Video Fitness

Target Trouble Zones

Jillian Michaels

I'm reviewing this workout after doing it on Exercise TV about 4 times. Therefore, I can not give comments on chaptering. I plan to purchase the DVD in the future.

Workout breakdown:

5 minute warm up. This is mostly cardio moves with some arm circles. No static stretching.

After the warm up she does 6 circuits, each focusing on a different muscle group. Except for the last circuit, each is done twice. The smaller muscles such as shoulders, triceps, and biceps are worked in combination with the lower body. Don't quote me, but I think each exercise is done for 12 reps.

shoulders
overhead press with a squat
lateral raise with backward lunges (lunges done one side at a time)
squat with anterior delt raise
The last shoulder exercise has you push your arms forward in a supine position, about chest level.

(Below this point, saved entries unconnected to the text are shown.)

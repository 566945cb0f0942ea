//! Terminal front-end for `CoCreate.AI`.
//!
//! Plain lines are sent to the AI; lines starting with `/` are commands
//! (`/help` lists them).

use std::io::Write;
use std::path::PathBuf;
use std::sync::Arc;
use std::time::Duration;

use anyhow::{Context, Result};
use clap::Parser;
use tokio::io::{AsyncBufReadExt, BufReader};

use cocreate::config::CoCreateConfig;
use cocreate::controller::{AttachmentSource, BlobUrlRegistry, ConversationController, Notice};
use cocreate::history::{FileStorage, LocalHistoryStore, Role};
use cocreate::llm::{LlmGateway, PromptRefiner, RefineCredentials};
use cocreate::modes::Mode;

#[derive(Parser)]
#[command(name = "cocreate")]
#[command(about = "CoCreate.AI - co-create stories, ideas and lessons with AI")]
#[command(version)]
struct Cli {
    /// Persona to start in (story, idea, tutor)
    #[arg(short, long, default_value = "story")]
    mode: Mode,

    /// Directory holding the conversation history
    #[arg(long)]
    data_dir: Option<PathBuf>,

    /// Delay between revealed words, in milliseconds (0 prints at once)
    #[arg(long, default_value_t = 30)]
    reveal_ms: u64,
}

/// A parsed input line.
#[derive(Debug, PartialEq, Eq)]
enum Command {
    Send(String),
    SendDraft,
    Mode(String),
    Attach(PathBuf),
    Detach(usize),
    Refine(Option<String>),
    History,
    Load(usize),
    Delete(usize),
    ClearHistory,
    Edit(Option<usize>),
    Export(Option<PathBuf>),
    Help,
    Quit,
    Unknown(String),
}

impl Command {
    fn parse(line: &str) -> Option<Self> {
        let line = line.trim();
        if line.is_empty() {
            return None;
        }
        let Some(rest) = line.strip_prefix('/') else {
            return Some(Self::Send(line.to_string()));
        };

        let (name, arg) = rest
            .split_once(char::is_whitespace)
            .map_or((rest, ""), |(n, a)| (n, a.trim()));
        let arg_opt = (!arg.is_empty()).then(|| arg.to_string());
        let index = || arg.parse::<usize>().ok().filter(|n| *n > 0);

        let command = match name {
            "send" => Self::SendDraft,
            "mode" => Self::Mode(arg.to_string()),
            "attach" if !arg.is_empty() => Self::Attach(PathBuf::from(arg)),
            "detach" => index().map_or_else(|| Self::Unknown(line.to_string()), Self::Detach),
            "refine" => Self::Refine(arg_opt),
            "history" => Self::History,
            "load" => index().map_or_else(|| Self::Unknown(line.to_string()), Self::Load),
            "delete" => index().map_or_else(|| Self::Unknown(line.to_string()), Self::Delete),
            "clear-history" => Self::ClearHistory,
            "edit" => Self::Edit(index()),
            "export" => Self::Export(arg_opt.map(PathBuf::from)),
            "help" => Self::Help,
            "quit" | "exit" => Self::Quit,
            _ => Self::Unknown(line.to_string()),
        };
        Some(command)
    }
}

const HELP: &str = "\
Type text and press Enter to co-create. Commands:
  /mode <story|idea|tutor>  switch persona (clears the current session)
  /attach <path>            attach an image to the next message
  /detach <n>               remove pending attachment n
  /refine [text]            refine the draft (or the given text) into a better prompt
  /send                     send the current draft
  /history                  list saved conversations
  /load <n>                 restore saved conversation n
  /delete <n>               delete saved conversation n
  /clear-history            delete all saved conversations
  /edit [n]                 rewind to your n-th message (default: last) and edit it
  /export [dir]             save the transcript as a text file
  /help                     show this help
  /quit                     exit";

struct Repl {
    controller: ConversationController,
    refiner: PromptRefiner,
    credentials: RefineCredentials,
    reveal: Duration,
}

impl Repl {
    async fn send(&mut self) {
        let mut printed = 0;
        let result = self
            .controller
            .submit_revealing(self.reveal, |partial| {
                if printed == 0 {
                    print!("\nAI: ");
                }
                print!("{}", &partial[printed..]);
                let _ = std::io::stdout().flush();
                printed = partial.len();
            })
            .await;
        match result {
            Ok(_) => println!("\n"),
            Err(notice) => report(&notice),
        }
    }

    /// Returns `false` when the session should end.
    async fn handle(&mut self, command: Command) -> bool {
        match command {
            Command::Send(text) => {
                if let Err(notice) = self.controller.set_draft(text) {
                    report(&notice);
                } else {
                    self.send().await;
                }
            }
            Command::SendDraft => self.send().await,
            Command::Mode(name) => match name.parse::<Mode>() {
                Ok(mode) => {
                    self.controller.switch_mode(mode);
                    println!("Mode: {mode}");
                }
                Err(err) => eprintln!("{err}"),
            },
            Command::Attach(path) => match AttachmentSource::from_path(&path) {
                Ok(source) => match self.controller.attach(source) {
                    Ok(pending) => println!("Attached {}", pending.source.display_name),
                    Err(notice) => report(&notice),
                },
                Err(err) => eprintln!("Cannot read {}: {err}", path.display()),
            },
            Command::Detach(n) => match self.controller.remove_attachment(n - 1) {
                Some(source) => println!("Removed {}", source.display_name),
                None => eprintln!("No attachment {n}"),
            },
            Command::Refine(text) => self.refine(text).await,
            Command::History => self.list_history(),
            Command::Load(n) => self.load(n),
            Command::Delete(n) => {
                if let Some(conversation) = self.controller.history().get(n - 1) {
                    let remaining = self.controller.delete_history(conversation.id);
                    println!("Deleted. {} conversation(s) left.", remaining.len());
                } else {
                    eprintln!("No saved conversation {n}");
                }
            }
            Command::ClearHistory => {
                self.controller.clear_history();
                println!("History cleared.");
            }
            Command::Edit(n) => self.edit(n),
            Command::Export(dir) => {
                if let Err(err) = self.export(dir) {
                    eprintln!("Export failed: {err:#}");
                }
            }
            Command::Help => println!("{HELP}"),
            Command::Quit => return false,
            Command::Unknown(line) => eprintln!("Unknown command: {line} (try /help)"),
        }
        true
    }

    async fn refine(&mut self, text: Option<String>) {
        if let Some(text) = text {
            if let Err(notice) = self.controller.set_draft(text) {
                report(&notice);
                return;
            }
        }
        match self
            .controller
            .refine_draft(&self.refiner, &self.credentials)
            .await
        {
            Ok(refined) => println!("Refined draft:\n{refined}\n(/send to submit)"),
            Err(notice) => report(&notice),
        }
    }

    fn list_history(&self) {
        let history = self.controller.history();
        if history.is_empty() {
            println!("No saved conversations.");
            return;
        }
        for (i, conversation) in history.iter().enumerate() {
            println!(
                "{:>2}. [{}] {} {}",
                i + 1,
                conversation.mode,
                conversation.created_at.format("%Y-%m-%d %H:%M"),
                conversation.preview_text
            );
        }
    }

    fn load(&mut self, n: usize) {
        let Some(conversation) = self.controller.history().into_iter().nth(n - 1) else {
            eprintln!("No saved conversation {n}");
            return;
        };
        if let Err(notice) = self.controller.restore(conversation.id) {
            report(&notice);
            return;
        }
        println!("Restored {} conversation:", self.controller.mode());
        for message in self.controller.messages() {
            let who = match message.role {
                Role::User => "You",
                Role::Ai => "AI",
            };
            println!("{who}: {}\n", message.content);
        }
    }

    fn edit(&mut self, n: Option<usize>) {
        let user_messages: Vec<_> = self
            .controller
            .messages()
            .iter()
            .filter(|m| m.role == Role::User)
            .map(|m| m.id)
            .collect();
        let target = match n {
            Some(n) => user_messages.get(n - 1).copied(),
            None => user_messages.last().copied(),
        };
        let Some(id) = target else {
            eprintln!("Nothing to edit");
            return;
        };
        match self.controller.edit_message(id) {
            Ok(()) => println!(
                "Draft restored:\n{}\n(type a new message, /refine or /send)",
                self.controller.draft()
            ),
            Err(notice) => report(&notice),
        }
    }

    fn export(&self, dir: Option<PathBuf>) -> Result<()> {
        let transcript = self.controller.export_transcript();
        let path = dir.unwrap_or_default().join(&transcript.filename);
        std::fs::write(&path, transcript.contents)
            .with_context(|| format!("writing {}", path.display()))?;
        println!("Saved {}", path.display());
        Ok(())
    }
}

fn report(notice: &Notice) {
    eprintln!("{notice}");
}

#[tokio::main]
async fn main() -> Result<()> {
    tracing_subscriber::fmt()
        .with_env_filter(
            tracing_subscriber::EnvFilter::try_from_default_env()
                .unwrap_or_else(|_| tracing_subscriber::EnvFilter::new("warn")),
        )
        .with_target(false)
        .init();

    let cli = Cli::parse();

    let mut config = CoCreateConfig::from_env();
    if let Some(dir) = cli.data_dir {
        config = config.with_data_dir(dir);
    }
    config.validate().context("invalid configuration")?;

    let gateway = LlmGateway::from_config(&config).context("building the LLM gateway")?;
    let refiner = PromptRefiner::from_config(&config).context("building the prompt refiner")?;
    let history = LocalHistoryStore::new(FileStorage::new(config.data_dir.clone()));
    let controller =
        ConversationController::new(history, Arc::new(gateway), Arc::new(BlobUrlRegistry::new()))
            .with_mode(cli.mode);

    let mut repl = Repl {
        controller,
        refiner,
        credentials: RefineCredentials::from_config(&config),
        reveal: Duration::from_millis(cli.reveal_ms),
    };

    println!("CoCreate.AI ({} mode). /help for commands.", repl.controller.mode());
    let mut lines = BufReader::new(tokio::io::stdin()).lines();
    loop {
        print!("> ");
        std::io::stdout().flush()?;
        let Some(line) = lines.next_line().await? else {
            break;
        };
        if let Some(command) = Command::parse(&line) {
            if !repl.handle(command).await {
                break;
            }
        }
    }

    Ok(())
}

I needed light weights for this.

chest/abs
chest press with crunch
chest fly with double leg raise
bicycle crunches
a side to side crunch wher you touch your inner ankle
push ups

biceps
dead lift/hammer curl
concentration curl holding a low squat position
backward lunges with bicep curl
side lunge with bicep curl

triceps
tricep kickbacks in squat position
double arm overhead extension
surrenders (I feel this one in my shoulders more than triceps)
crescent lunge while pushing arms backwards, palms faced backward

back/core
plank rows
supermans
2 plank variations
glute raises, either with one leg crossed over the other, or pointing up
"windshield wipers"-- lying prone, with arms pointing up in a v, you lift both legs and twist towards one arm at a time

side plank
side lying outer thigh lift
side lying inner thigh lift
repeat other side
Then it is down to all fours for leg extensions and side leg extensions

stretch

The main body of the workout is 45 minutes.
As my husband commented while I was doing the workout, she really doesn't give you any rest. Like 30 Day Shred, she moves it right along. Still, I never felt the pace was frantic. There is not a lot of equipment involved-- just hand weights and a mat, so you don't have to do much fiddling about. Jillian uses one set of three pound weights for the entire workout. Right, Jillian. I hardly think anyone but the most novice beginner would be challenged by that. I use 3's, 5's, 8's, and 12's. The 12's are just for the plannk rows and a few bicep exercises. Oh yeah, I use my 15 pound kettlebell for the tricep overhead extension. I like kettlebells for that use.
My heart rate stays elevated until I get to the very last section (well, it is still elevated, just not cardio-like elevated)

I had been getting bored with working out. My preference has usually been moderately complex step a la Gay Gasper or Cathe Friedrich. I have always struggled to be consistent with strength. Anyway, my motivation has returned with Jillian's workouts-- specifically her two newest and 30 Day Shred. For some reason it is just the thing I need right now. And, for the first time, I look forward to strength workouts. I guess her strength is pretty aerobic and gives you the same good, sweaty worked out feeling that you get from a cardio workout.

Instructor comments: Jillian is more toned down in this workout-- not as much mugging for the camera as in previous workouts.